Provided entries »
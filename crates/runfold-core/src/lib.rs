//! runfold-core
//!
//! Multi-key artifact aggregation: fan out one fetch per run id and fold the
//! settlements into a single loading/error/result state.
//!
//! # モジュール構成
//! - **domain**: ドメインモデル（ids, listing, outcome, errors, state）
//! - **ports**: 抽象化レイヤー（ArtifactFetcher, Clock, IdGenerator）
//! - **app**: 集約ロジック（RunArtifactsAggregator, AggregateView, builder, config）
//! - **impls**: 実装（InMemoryArtifactFetcher など開発用）

pub mod app;
pub mod domain;
pub mod impls;
pub mod ports;

pub use app::{AggregateView, AggregatorConfig, RunArtifactsAggregator};
pub use domain::{AggregateError, AggregateState, ArtifactListing, FetchError, RunId};
pub use ports::ArtifactFetcher;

Problem details »
Only one number is wanted: how many lines of the listing above hold the word "AggregateView".

Task response »
2